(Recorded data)
_ _ _

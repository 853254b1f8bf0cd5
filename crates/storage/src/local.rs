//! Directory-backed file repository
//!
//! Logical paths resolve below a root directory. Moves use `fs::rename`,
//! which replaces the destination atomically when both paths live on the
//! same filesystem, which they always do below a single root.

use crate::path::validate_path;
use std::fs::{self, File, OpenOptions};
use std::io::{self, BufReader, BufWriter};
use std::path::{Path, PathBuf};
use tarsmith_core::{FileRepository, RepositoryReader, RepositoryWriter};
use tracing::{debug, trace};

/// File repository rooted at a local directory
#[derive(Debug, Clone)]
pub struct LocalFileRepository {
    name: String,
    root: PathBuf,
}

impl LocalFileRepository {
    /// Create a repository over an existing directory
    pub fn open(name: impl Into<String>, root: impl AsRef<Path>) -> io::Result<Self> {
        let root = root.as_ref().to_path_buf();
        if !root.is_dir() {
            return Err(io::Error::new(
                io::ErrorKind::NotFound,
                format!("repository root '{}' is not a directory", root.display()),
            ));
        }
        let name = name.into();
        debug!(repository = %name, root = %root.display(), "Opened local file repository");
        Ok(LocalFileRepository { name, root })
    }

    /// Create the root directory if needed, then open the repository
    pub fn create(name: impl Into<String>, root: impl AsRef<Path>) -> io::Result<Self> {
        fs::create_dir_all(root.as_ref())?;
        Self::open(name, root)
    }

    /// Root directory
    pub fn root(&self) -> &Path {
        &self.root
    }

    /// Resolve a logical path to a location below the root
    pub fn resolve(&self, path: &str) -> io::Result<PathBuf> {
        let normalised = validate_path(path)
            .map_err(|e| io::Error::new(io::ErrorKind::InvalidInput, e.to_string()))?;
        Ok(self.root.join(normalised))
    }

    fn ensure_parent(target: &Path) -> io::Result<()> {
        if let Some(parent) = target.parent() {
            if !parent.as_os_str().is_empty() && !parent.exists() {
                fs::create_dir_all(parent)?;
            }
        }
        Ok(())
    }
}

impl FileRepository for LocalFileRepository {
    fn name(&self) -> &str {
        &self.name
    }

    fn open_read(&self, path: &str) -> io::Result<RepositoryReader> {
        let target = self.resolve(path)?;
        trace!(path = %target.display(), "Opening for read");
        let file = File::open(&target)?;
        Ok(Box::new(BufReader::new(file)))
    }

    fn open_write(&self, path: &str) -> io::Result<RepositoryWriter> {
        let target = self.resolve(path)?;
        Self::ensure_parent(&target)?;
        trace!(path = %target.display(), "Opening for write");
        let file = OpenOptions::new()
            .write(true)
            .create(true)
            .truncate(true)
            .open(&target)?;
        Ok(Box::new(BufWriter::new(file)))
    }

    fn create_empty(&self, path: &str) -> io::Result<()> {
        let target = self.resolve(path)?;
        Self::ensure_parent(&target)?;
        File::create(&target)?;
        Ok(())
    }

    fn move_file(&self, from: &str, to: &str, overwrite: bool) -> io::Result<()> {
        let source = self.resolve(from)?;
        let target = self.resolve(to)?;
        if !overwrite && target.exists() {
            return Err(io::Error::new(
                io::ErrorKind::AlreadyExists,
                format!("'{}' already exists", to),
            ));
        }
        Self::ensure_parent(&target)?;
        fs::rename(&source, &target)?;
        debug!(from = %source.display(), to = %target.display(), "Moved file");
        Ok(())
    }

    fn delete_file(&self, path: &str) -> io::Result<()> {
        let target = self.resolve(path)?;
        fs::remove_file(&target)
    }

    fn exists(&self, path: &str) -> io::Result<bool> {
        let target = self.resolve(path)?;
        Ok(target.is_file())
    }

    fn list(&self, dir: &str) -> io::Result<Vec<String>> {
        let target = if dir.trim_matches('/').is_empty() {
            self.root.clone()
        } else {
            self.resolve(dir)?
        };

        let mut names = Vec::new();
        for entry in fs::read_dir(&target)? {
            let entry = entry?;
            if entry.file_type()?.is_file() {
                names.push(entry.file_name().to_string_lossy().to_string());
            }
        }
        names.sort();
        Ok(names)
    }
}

_ _ _

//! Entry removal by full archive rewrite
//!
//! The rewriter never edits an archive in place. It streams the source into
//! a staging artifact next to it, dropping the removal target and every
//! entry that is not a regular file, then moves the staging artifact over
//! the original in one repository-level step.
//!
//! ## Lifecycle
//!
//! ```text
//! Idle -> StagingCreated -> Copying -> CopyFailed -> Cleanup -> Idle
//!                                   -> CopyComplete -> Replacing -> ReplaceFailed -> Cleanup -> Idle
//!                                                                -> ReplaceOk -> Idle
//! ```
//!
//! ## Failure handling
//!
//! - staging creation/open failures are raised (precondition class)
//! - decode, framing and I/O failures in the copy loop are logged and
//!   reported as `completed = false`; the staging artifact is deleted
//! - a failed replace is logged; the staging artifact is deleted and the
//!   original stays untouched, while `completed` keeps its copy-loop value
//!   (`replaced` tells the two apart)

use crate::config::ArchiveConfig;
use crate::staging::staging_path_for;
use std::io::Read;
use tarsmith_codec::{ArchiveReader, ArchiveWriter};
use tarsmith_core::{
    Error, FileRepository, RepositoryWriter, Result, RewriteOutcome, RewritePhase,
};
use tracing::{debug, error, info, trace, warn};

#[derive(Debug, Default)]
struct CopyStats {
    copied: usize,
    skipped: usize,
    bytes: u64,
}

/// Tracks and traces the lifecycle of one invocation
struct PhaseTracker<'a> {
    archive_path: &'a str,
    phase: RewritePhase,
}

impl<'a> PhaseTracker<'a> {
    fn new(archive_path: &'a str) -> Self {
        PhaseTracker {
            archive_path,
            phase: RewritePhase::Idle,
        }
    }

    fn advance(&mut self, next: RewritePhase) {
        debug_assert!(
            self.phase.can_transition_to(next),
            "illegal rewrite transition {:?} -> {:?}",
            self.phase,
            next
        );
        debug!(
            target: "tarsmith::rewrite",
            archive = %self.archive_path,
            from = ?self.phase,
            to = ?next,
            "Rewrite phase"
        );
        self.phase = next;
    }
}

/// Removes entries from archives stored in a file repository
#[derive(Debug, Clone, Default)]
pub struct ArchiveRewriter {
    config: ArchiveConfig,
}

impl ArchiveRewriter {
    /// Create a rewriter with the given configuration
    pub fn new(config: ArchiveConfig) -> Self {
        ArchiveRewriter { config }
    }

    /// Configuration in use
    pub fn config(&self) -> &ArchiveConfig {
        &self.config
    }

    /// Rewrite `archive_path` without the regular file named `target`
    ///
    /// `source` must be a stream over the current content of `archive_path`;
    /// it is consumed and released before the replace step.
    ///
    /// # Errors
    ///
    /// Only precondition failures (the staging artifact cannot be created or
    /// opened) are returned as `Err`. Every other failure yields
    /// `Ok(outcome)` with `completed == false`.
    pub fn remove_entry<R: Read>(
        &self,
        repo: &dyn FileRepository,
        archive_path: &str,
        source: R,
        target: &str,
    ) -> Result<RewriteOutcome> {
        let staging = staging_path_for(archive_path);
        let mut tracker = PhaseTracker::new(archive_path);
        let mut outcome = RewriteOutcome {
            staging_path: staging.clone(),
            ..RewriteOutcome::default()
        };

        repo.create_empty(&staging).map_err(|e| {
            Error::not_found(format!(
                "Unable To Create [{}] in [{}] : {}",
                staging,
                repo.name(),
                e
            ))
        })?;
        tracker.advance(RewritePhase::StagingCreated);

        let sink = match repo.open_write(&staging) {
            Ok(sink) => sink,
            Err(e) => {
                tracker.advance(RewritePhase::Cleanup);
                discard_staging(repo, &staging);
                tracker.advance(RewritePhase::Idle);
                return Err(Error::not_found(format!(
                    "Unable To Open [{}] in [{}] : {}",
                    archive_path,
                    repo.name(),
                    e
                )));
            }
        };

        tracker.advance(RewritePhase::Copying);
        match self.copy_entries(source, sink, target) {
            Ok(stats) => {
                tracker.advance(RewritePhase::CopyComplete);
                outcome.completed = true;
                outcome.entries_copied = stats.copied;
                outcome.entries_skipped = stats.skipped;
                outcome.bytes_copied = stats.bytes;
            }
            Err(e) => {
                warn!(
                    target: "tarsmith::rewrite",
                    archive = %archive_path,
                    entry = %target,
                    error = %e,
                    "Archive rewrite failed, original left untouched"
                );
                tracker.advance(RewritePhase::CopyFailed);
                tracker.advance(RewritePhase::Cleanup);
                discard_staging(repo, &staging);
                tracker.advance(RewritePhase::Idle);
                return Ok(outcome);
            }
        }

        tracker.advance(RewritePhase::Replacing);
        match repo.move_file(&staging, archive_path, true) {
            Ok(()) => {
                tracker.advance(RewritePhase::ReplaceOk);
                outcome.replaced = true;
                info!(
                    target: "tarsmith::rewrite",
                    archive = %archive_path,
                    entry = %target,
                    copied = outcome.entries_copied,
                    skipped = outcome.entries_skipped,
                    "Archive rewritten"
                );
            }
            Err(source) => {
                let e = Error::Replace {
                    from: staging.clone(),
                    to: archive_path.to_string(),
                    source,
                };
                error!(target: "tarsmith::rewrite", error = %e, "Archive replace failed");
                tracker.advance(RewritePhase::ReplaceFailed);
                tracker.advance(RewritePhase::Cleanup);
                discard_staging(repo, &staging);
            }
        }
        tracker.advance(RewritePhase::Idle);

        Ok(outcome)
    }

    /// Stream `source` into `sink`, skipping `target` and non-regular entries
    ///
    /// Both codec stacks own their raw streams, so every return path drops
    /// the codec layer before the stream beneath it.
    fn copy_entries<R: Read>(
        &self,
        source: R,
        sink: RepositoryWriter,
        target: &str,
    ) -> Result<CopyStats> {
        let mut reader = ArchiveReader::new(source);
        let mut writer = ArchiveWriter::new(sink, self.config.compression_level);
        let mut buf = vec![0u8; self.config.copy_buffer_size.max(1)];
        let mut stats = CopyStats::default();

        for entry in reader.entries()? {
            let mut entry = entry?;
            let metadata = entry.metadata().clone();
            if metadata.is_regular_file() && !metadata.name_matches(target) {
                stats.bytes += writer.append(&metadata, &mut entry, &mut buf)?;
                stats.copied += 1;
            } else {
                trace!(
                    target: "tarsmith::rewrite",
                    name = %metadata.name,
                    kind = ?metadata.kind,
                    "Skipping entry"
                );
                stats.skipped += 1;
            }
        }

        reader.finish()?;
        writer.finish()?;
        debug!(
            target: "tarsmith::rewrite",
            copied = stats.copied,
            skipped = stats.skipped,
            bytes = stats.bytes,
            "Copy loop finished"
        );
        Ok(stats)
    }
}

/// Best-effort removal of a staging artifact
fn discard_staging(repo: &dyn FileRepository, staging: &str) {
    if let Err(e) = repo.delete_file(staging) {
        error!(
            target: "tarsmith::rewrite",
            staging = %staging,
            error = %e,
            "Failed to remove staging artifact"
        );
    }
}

_ _ _

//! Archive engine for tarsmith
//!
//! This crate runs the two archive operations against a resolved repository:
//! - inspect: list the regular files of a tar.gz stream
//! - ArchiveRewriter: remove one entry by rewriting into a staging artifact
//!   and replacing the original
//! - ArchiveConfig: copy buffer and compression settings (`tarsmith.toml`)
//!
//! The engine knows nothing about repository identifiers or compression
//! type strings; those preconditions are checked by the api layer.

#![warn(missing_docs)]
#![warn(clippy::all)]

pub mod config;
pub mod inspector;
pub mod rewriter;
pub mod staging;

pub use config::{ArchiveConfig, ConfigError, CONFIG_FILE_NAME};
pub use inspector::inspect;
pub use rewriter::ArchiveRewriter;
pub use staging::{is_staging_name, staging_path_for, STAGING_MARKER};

_ _ _

**TASK GOAL:**
Above are the records. Copy every line in them holding "AsRef".

**RESPONSE TO THIS TASK:**
    pub fn open(name: impl Into<String>, root: impl AsRef<Path>) -> io::Result<Self> {
    pub fn create(name: impl Into<String>, root: impl AsRef<Path>) -> io::Result<Self> {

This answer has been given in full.